Logo Questions Linux Laravel Mysql Ubuntu Git Menu
 

What are the locality properties of Haskell?

Modern day CPUs are optimised so that access and modification of the same place in memory (temporal locality), as well as consecutive places in memory (spatial locality) are extremely fast operations.

Now, since Haskell is a purely immutable language, you naturally can't overwrite existing memory blocks, potentially making things like foldl much slower than a for loop with a continuously accessed result variable would be in C.
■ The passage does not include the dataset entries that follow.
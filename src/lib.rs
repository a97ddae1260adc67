pub mod cli;
pub mod config;
pub mod export;
pub mod extract;
pub mod logging;
pub mod network;
pub mod record;

// Re-export main types for library usage
pub use export::{delimited_rows, write_delimited, write_delimited_file, write_json, write_json_file, ExportError};
pub use extract::extract_record;
pub use network::{FetchError, FetchResult, HttpClient};
pub use record::ExtractedRecord;
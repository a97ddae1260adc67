use serde::{Deserialize, Serialize};

use crate::config::Config;

/// The single result of one extraction run.
///
/// Populated once by the extractor and handed unmodified to the exporters.
/// JSON field names are camelCase to keep the exported document stable.
#[derive(Debug, Clone, PartialEq, Eq, Serialize, Deserialize)]
#[serde(rename_all = "camelCase")]
pub struct ExtractedRecord {
    /// HTTP status reason phrase of the fetch response (e.g. "OK")
    pub http_message: String,

    /// Text of the first nickname element
    pub user_name: String,

    /// Repo element texts, filtered to those containing the fixed substring
    pub repository_name: Vec<String>,

    /// Text of the 3rd repo element
    pub the_third_repositories_name: String,

    /// First three href attribute values found anywhere in the document
    pub first_three_hrefs: Vec<String>,

    /// Href of the anchor whose visible text is "Overview"
    pub overview_link: String,

    /// First three image source attribute values
    pub first_three_image_sources: Vec<String>,

    /// Document title text
    pub title: String,

    /// Own text of the pinned-item stargazers anchor
    pub star_count: String,
}

impl Default for ExtractedRecord {
    /// Every field starts empty except `overview_link`, whose documented
    /// fallback is the literal "not found".
    fn default() -> Self {
        Self {
            http_message: String::new(),
            user_name: String::new(),
            repository_name: Vec::new(),
            the_third_repositories_name: String::new(),
            first_three_hrefs: Vec::new(),
            overview_link: Config::OVERVIEW_FALLBACK.to_string(),
            first_three_image_sources: Vec::new(),
            title: String::new(),
            star_count: String::new(),
        }
    }
}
Does Haskell do anything internally to mitigate this performance loss? And in general, what are its properties regarding locality?

like image 869
Electric Coffee Avatar asked Apr 24 '15 09:04

Electric Coffee


2 Answers

The general rule is that for "vanilla" Haskell programming you get very little (if any) control over memory layout and memory locality.

However, there do exist a number of more advanced features that allow such control, and libraries that expose friendly abstractions on top of these. The vector library is probably the most popular of the latter. This library provides several fixed-size array types, two of which (Data.Vector.Unboxed and Data.Vector.Storable) give you data locality by representing vectors and their contents as contiguous memory arrays. Data.Vector.Unboxed even contains a simple automatic "structure of arrays" transformation—an unboxed vector of pairs will be represented as a pair of unboxed vectors, one for each of the pairs' components.

Another example is the JuicyPixels library for image processing, which represents images in memory as contiguous bitmaps. This actually bottoms out to Data.Vector.Storable, which exploits a standard facility (Foreign.Storable) for translating user-defined Haskell data types to and from raw bytes.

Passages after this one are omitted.